Auditors scrutinize 30 contracts each year, a small sample of about 1,000 Medicare Advantage policies nationwide.
UnitedHealthcare and Humana, the two largest Medicare Advantage insurers, accounted for 26 of the 90 three-year policy audits.
Eight inspections of UnitedHealthcare plans found overpayments, while another seven found government underpayments.
UnitedHealthcare spokeswoman Heather Soule said the company welcomes “the programmatic oversight that RADV audits provide.” But she said the audit process needs to compare Medicare Advantage with original Medicare to provide a “complete picture” of overpayments. “Three years ago, we made a recommendation to CMS that they conduct a RADV audit of every plan, every year,” Soule said.
Humana’s 11 audits with overpayments included plans in Florida and Puerto Rico that CMS audited twice in three years.
Florida’s Humana Plan was also the target of an unrelated audit in April 2021 by the inspector general of Health and Human Services. That audit, including the 2015 bills, concluded Humana was incorrect earned nearly 200 million USD that year by exaggerating the extent of disease in some patients. Officials have not yet recovered any funds.
In an email, a spokeswoman for Humana, Jahna Lindsay-Jones, called the CMS audit results “preliminary” and noted that they were based on a sample of complaints that went back years.
“While we continue to have genuine concerns about the way CMS audits are conducted, Humana remains committed to working closely with regulators to improve Medicare Advantage in ways that increase accessibility. access to lower-cost, high-quality care for older adults,” she wrote.
The results of the 90 audits, although dated many years ago, reflect the more recent findings of a range of other audits. government report and whistleblower lawsuits allege that Medicare Advantage plans routinely inflate patient risk scores to charge the government billions of dollars.
Brian Murphy, an expert on medical records documentation, said overall reviews show the issue is “absolutely an epidemic” in the industry.
Auditors are finding the same inflated fees “over and over again,” he said, adding: “I don’t think there’s enough oversight.”
When it comes to getting money back from health plans, extrapolation is the big bottom line.
Although extrapolation is commonly used as a tool in most Medicare audits, CMS officials have never applied it to Medicare Advantage audits because of strong opposition from the insurance industry. harsh.
Mary Beth Donahue, president of the Better Medicare Coalition, a group that advocates for Medicare Advantage, said: “Although this data is more than a decade old, many recent studies have demonstrated Medicare’s affordability. Advantage and responsible management of Medicare funds.

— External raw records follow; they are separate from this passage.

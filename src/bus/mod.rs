//! In-process publish/subscribe and request/response routing.
//!
//! Every subscriber owns an unbounded queue drained by its own worker task,
//! so messages from one publisher reach a subscriber in send order and a slow
//! or failing handler never blocks delivery to the others. Handler calls run
//! in their own task, which turns both `Err` returns and panics into log
//! lines instead of bus failures.

mod envelope;

pub use envelope::Envelope;

use crate::error::BusError;
use std::collections::HashMap;
use std::future::Future;
use std::sync::atomic::{AtomicBool, AtomicU64, Ordering};
use std::sync::{Arc, Mutex, MutexGuard, PoisonError};
use std::time::Duration;
use tokio::sync::{mpsc, oneshot};
use uuid::Uuid;

/// Handle returned by [`MessageBus::subscribe`]; pass it to `unsubscribe`.
#[derive(Debug, Clone, PartialEq, Eq)]
pub struct Subscription {
    id: u64,
    topic: String,
}

impl Subscription {
    pub fn topic(&self) -> &str {
        &self.topic
    }
}

struct SubscriberSlot<M> {
    id: u64,
    tx: mpsc::UnboundedSender<Envelope<M>>,
}

struct BusInner<M> {
    subscribers: Mutex<HashMap<String, Vec<SubscriberSlot<M>>>>,
    pending: Mutex<HashMap<Uuid, oneshot::Sender<Envelope<M>>>>,
    next_id: AtomicU64,
    closed: AtomicBool,
}

/// Typed in-memory message bus. Cloning yields another handle to the same bus.
pub struct MessageBus<M> {
    inner: Arc<BusInner<M>>,
}

impl<M> Clone for MessageBus<M> {
    fn clone(&self) -> Self {
        Self {
            inner: Arc::clone(&self.inner),
        }
    }
}

impl<M> Default for MessageBus<M>
where
    M: Clone + Send + 'static,
{
    fn default() -> Self {
        Self::new()
    }
}

impl<M> MessageBus<M>
where
    M: Clone + Send + 'static,
{
    pub fn new() -> Self {
        Self {
            inner: Arc::new(BusInner {
                subscribers: Mutex::new(HashMap::new()),
                pending: Mutex::new(HashMap::new()),
                next_id: AtomicU64::new(1),
                closed: AtomicBool::new(false),
            }),
        }
    }

    /// Register `handler` for `topic`. Must be called inside a Tokio runtime.
    pub fn subscribe<F, Fut>(&self, topic: &str, name: &str, handler: F) -> Subscription
    where
        F: Fn(Envelope<M>) -> Fut + Send + Sync + 'static,
        Fut: Future<Output = anyhow::Result<()>> + Send + 'static,
    {
        let id = self.inner.next_id.fetch_add(1, Ordering::Relaxed);
        let (tx, mut rx) = mpsc::unbounded_channel::<Envelope<M>>();
        let worker_name = name.to_string();

        tokio::spawn(async move {
            while let Some(envelope) = rx.recv().await {
                let topic = envelope.topic.clone();
                match tokio::spawn(handler(envelope)).await {
                    Ok(Ok(())) => {}
                    Ok(Err(e)) => {
                        tracing::warn!(subscriber = %worker_name, topic = %topic, "bus handler failed: {e:#}");
                    }
                    Err(join) => {
                        tracing::error!(subscriber = %worker_name, topic = %topic, "bus handler panicked: {join}");
                    }
                }
            }
            tracing::debug!(subscriber = %worker_name, "bus subscriber stopped");
        });

        if self.inner.closed.load(Ordering::Acquire) {
            // Dropping `tx` here ends the worker immediately.
            return Subscription {
                id,
                topic: topic.to_string(),
            };
        }

        self.subscribers()
            .entry(topic.to_string())
            .or_default()
            .push(SubscriberSlot { id, tx });

        Subscription {
            id,
            topic: topic.to_string(),
        }
    }

    /// Remove a subscriber. Returns whether it was still registered.
    pub fn unsubscribe(&self, subscription: &Subscription) -> bool {
        let mut subscribers = self.subscribers();
        let Some(slots) = subscribers.get_mut(&subscription.topic) else {
            return false;
        };
        let before = slots.len();
        slots.retain(|slot| slot.id != subscription.id);
        let removed = slots.len() != before;
        if slots.is_empty() {
            subscribers.remove(&subscription.topic);
        }
        removed
    }

    /// Fire-and-forget delivery. Returns the number of subscribers reached.
    pub fn publish(&self, topic: &str, sender: &str, payload: M) -> usize {
        self.deliver(Envelope::new(topic, sender, payload))
    }

    /// Send a request and wait for exactly one correlated reply.
    pub async fn request(
        &self,
        topic: &str,
        sender: &str,
        payload: M,
        timeout: Duration,
    ) -> Result<Envelope<M>, BusError> {
        let (correlation_id, rx) = self.send_request(topic, sender, payload)?;

        match tokio::time::timeout(timeout, rx).await {
            Ok(Ok(reply)) => Ok(reply),
            Ok(Err(_)) => Err(BusError::Closed),
            Err(_) => {
                self.pending().remove(&correlation_id);
                Err(BusError::Timeout {
                    topic: topic.to_string(),
                    timeout_ms: u64::try_from(timeout.as_millis()).unwrap_or(u64::MAX),
                })
            }
        }
    }

    /// Like [`request`](Self::request) without a deadline: waits until the
    /// responder replies or the bus shuts down. Only for responders that
    /// always answer.
    pub async fn request_unbounded(
        &self,
        topic: &str,
        sender: &str,
        payload: M,
    ) -> Result<Envelope<M>, BusError> {
        let (_, rx) = self.send_request(topic, sender, payload)?;
        rx.await.map_err(|_| BusError::Closed)
    }

    fn send_request(
        &self,
        topic: &str,
        sender: &str,
        payload: M,
    ) -> Result<(Uuid, oneshot::Receiver<Envelope<M>>), BusError> {
        if self.inner.closed.load(Ordering::Acquire) {
            return Err(BusError::Closed);
        }

        let correlation_id = Uuid::new_v4();
        let (tx, rx) = oneshot::channel();
        self.pending().insert(correlation_id, tx);

        let envelope = Envelope::new(topic, sender, payload).with_correlation(correlation_id);
        if self.deliver(envelope) == 0 {
            self.pending().remove(&correlation_id);
            return Err(BusError::NoResponder {
                topic: topic.to_string(),
            });
        }
        Ok((correlation_id, rx))
    }

    /// Answer `request`. Only the first reply for a correlation id is delivered.
    pub fn reply(&self, request: &Envelope<M>, sender: &str, payload: M) -> bool {
        let Some(correlation_id) = request.correlation_id else {
            tracing::warn!(topic = %request.topic, "reply to a message that is not a request");
            return false;
        };
        let Some(waiter) = self.pending().remove(&correlation_id) else {
            tracing::debug!(topic = %request.topic, %correlation_id, "late or duplicate reply dropped");
            return false;
        };
        let envelope = Envelope::new(request.topic.clone(), sender, payload)
            .with_correlation(correlation_id);
        waiter.send(envelope).is_ok()
    }

    pub fn subscriber_count(&self, topic: &str) -> usize {
        self.subscribers().get(topic).map_or(0, Vec::len)
    }

    /// Drop every subscriber and fail all in-flight requests with `Closed`.
    pub fn shutdown(&self) {
        self.inner.closed.store(true, Ordering::Release);
        self.subscribers().clear();
        self.pending().clear();
    }

    pub fn is_closed(&self) -> bool {
        self.inner.closed.load(Ordering::Acquire)
    }

    fn deliver(&self, envelope: Envelope<M>) -> usize {
        if self.inner.closed.load(Ordering::Acquire) {
            return 0;
        }
        let mut subscribers = self.subscribers();
        let Some(slots) = subscribers.get_mut(&envelope.topic) else {
            return 0;
        };
        slots.retain(|slot| !slot.tx.is_closed());
        for slot in slots.iter() {
            let _ = slot.tx.send(envelope.clone());
        }
        slots.len()
    }

    fn subscribers(&self) -> MutexGuard<'_, HashMap<String, Vec<SubscriberSlot<M>>>> {
        self.inner
            .subscribers
            .lock()
            .unwrap_or_else(PoisonError::into_inner)
    }

    fn pending(&self) -> MutexGuard<'_, HashMap<Uuid, oneshot::Sender<Envelope<M>>>> {
        self.inner
            .pending
            .lock()
            .unwrap_or_else(PoisonError::into_inner)
    }
}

The industry “brings better care and better outcomes” to patients, she said.
But critics say CMS only audits a small percentage of Medicare Advantage policies nationwide and should do more to protect tax dollars.
Doolittle, a former CMS official, said the agency needs to “start keeping up with the times and do these audits every year and extrapolate the results.”
But Kathy Poppitt, a health care attorney in Texas, questioned the fairness of asking insurance companies for large refunds years later. “Health plans fight to the teeth and don’t make this easy for CMS,” she said.
KHN (Kaiser Health News) is a national newsroom that produces in-depth journalism on health issues. Along with Policy Analysis and Exploration, KHN is one of the three main activities in Vietnam KFF (Kaiser Family Foundation). KFF is a funded non-profit organization that provides information on health issues to the nation.